What you have to do = From the data below, set down exactly the lines between the one holding "least one positive" and the one holding "for (i, &c)", inclusive, and no others.

Saved entries =
• • • •
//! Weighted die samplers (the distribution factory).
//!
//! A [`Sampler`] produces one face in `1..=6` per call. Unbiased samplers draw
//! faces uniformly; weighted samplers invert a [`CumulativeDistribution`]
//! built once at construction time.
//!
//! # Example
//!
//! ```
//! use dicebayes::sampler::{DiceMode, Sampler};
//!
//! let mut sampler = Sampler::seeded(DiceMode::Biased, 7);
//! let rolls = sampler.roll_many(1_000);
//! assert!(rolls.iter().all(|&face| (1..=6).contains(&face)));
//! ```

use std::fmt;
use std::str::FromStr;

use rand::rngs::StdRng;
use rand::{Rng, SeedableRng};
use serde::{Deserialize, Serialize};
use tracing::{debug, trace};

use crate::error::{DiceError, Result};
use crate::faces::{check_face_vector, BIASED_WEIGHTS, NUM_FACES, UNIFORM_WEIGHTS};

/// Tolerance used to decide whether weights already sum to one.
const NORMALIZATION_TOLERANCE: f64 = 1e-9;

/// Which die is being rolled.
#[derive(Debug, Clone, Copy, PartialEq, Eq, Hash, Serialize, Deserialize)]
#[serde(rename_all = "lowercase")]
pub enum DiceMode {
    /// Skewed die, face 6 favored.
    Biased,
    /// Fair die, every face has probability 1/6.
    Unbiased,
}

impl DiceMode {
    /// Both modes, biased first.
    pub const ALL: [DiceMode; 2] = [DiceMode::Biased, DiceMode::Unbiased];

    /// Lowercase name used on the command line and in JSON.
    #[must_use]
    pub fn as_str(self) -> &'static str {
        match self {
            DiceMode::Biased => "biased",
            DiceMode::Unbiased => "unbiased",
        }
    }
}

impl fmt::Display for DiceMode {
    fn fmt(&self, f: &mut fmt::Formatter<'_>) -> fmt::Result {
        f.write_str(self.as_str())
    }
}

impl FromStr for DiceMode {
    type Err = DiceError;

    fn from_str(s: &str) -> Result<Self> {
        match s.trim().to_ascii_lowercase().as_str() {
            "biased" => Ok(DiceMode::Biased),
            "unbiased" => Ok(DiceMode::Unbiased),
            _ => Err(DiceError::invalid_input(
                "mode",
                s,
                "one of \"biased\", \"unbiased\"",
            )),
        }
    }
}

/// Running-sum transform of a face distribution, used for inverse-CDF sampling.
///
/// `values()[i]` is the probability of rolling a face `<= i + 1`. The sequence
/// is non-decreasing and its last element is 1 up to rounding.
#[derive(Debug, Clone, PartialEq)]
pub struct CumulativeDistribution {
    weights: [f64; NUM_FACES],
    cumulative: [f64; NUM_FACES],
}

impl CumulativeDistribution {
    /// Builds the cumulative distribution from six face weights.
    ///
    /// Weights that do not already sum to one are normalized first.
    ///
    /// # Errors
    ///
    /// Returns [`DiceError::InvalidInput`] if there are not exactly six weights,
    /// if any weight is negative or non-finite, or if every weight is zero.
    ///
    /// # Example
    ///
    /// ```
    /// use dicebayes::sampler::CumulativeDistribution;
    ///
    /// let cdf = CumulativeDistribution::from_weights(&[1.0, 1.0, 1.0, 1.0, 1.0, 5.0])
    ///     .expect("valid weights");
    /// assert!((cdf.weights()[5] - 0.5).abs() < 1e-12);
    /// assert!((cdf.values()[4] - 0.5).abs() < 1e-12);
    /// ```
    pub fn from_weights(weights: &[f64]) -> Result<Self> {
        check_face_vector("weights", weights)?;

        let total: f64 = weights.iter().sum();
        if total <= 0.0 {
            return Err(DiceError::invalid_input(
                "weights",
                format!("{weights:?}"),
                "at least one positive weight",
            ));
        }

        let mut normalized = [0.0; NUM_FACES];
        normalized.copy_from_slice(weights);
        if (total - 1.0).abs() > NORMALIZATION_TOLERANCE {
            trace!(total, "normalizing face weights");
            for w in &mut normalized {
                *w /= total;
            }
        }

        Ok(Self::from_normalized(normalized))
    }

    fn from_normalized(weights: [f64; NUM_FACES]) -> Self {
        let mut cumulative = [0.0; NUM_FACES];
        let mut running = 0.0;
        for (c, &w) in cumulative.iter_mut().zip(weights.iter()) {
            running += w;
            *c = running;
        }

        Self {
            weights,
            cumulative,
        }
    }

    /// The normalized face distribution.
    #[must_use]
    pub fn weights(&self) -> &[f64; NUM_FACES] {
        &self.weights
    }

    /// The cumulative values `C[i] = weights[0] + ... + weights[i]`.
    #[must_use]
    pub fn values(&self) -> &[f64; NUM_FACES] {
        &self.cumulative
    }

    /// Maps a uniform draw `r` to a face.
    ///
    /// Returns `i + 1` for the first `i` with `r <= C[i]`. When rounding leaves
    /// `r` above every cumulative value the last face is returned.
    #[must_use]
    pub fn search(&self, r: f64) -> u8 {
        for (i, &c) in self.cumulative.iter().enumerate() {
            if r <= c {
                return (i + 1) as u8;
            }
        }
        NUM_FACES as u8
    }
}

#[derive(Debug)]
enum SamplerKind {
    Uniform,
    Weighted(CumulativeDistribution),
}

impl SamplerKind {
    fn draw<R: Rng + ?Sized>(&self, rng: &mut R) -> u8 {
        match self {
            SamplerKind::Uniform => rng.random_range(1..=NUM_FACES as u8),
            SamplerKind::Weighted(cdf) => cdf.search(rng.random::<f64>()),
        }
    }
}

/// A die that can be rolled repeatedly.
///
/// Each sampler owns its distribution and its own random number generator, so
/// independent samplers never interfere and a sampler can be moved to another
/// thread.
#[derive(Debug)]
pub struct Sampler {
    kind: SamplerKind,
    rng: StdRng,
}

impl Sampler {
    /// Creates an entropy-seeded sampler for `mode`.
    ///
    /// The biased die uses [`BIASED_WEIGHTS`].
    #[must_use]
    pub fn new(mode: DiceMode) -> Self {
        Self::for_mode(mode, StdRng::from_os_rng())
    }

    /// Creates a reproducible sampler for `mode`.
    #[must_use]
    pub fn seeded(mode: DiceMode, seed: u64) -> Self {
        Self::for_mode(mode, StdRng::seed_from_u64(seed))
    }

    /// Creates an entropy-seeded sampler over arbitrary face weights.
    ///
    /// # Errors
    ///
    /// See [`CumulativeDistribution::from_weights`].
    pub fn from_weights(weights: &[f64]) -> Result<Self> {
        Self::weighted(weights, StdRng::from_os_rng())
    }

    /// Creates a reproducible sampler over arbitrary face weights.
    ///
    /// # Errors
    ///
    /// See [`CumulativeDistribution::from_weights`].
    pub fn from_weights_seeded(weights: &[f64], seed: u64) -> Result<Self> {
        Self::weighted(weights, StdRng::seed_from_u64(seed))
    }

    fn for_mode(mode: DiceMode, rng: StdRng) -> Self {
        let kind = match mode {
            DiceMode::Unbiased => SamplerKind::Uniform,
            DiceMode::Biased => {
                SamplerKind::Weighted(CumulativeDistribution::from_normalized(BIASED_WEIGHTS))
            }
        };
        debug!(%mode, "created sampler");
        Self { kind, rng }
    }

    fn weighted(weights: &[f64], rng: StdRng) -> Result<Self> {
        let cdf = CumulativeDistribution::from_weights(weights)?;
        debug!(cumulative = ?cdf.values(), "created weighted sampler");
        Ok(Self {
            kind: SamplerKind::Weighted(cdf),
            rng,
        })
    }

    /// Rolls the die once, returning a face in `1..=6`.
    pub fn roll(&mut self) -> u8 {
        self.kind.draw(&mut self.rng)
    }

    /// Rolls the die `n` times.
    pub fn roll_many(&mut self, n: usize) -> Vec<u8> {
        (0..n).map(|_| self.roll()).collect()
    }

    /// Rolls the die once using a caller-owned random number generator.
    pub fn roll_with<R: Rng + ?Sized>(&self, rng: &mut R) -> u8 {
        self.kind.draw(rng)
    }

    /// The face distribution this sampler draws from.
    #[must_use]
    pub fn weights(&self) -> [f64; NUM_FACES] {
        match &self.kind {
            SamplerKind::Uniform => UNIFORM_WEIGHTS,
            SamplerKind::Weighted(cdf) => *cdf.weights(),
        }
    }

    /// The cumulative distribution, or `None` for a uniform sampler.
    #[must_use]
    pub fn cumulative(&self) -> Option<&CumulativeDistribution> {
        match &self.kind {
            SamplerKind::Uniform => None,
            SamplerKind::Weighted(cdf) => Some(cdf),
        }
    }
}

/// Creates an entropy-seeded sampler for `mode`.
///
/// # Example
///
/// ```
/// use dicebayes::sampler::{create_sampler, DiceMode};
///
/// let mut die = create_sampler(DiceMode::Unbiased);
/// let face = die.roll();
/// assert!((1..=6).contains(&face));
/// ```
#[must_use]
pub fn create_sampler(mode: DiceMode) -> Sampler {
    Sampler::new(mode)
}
• • • •
Problem solution =
                "at least one positive weight",
            ));
        }

        let mut normalized = [0.0; NUM_FACES];
        normalized.copy_from_slice(weights);
        if (total - 1.0).abs() > NORMALIZATION_TOLERANCE {
            trace!(total, "normalizing face weights");
            for w in &mut normalized {
                *w /= total;
            }
        }

        Ok(Self::from_normalized(normalized))
    }

    fn from_normalized(weights: [f64; NUM_FACES]) -> Self {
        let mut cumulative = [0.0; NUM_FACES];
        let mut running = 0.0;
        for (c, &w) in cumulative.iter_mut().zip(weights.iter()) {
            running += w;
            *c = running;
        }

        Self {
            weights,
            cumulative,
        }
    }

    /// The normalized face distribution.
    #[must_use]
    pub fn weights(&self) -> &[f64; NUM_FACES] {
        &self.weights
    }

    /// The cumulative values `C[i] = weights[0] + ... + weights[i]`.
    #[must_use]
    pub fn values(&self) -> &[f64; NUM_FACES] {
        &self.cumulative
    }

    /// Maps a uniform draw `r` to a face.
    ///
    /// Returns `i + 1` for the first `i` with `r <= C[i]`. When rounding leaves
    /// `r` above every cumulative value the last face is returned.
    #[must_use]
    pub fn search(&self, r: f64) -> u8 {
        for (i, &c) in self.cumulative.iter().enumerate() {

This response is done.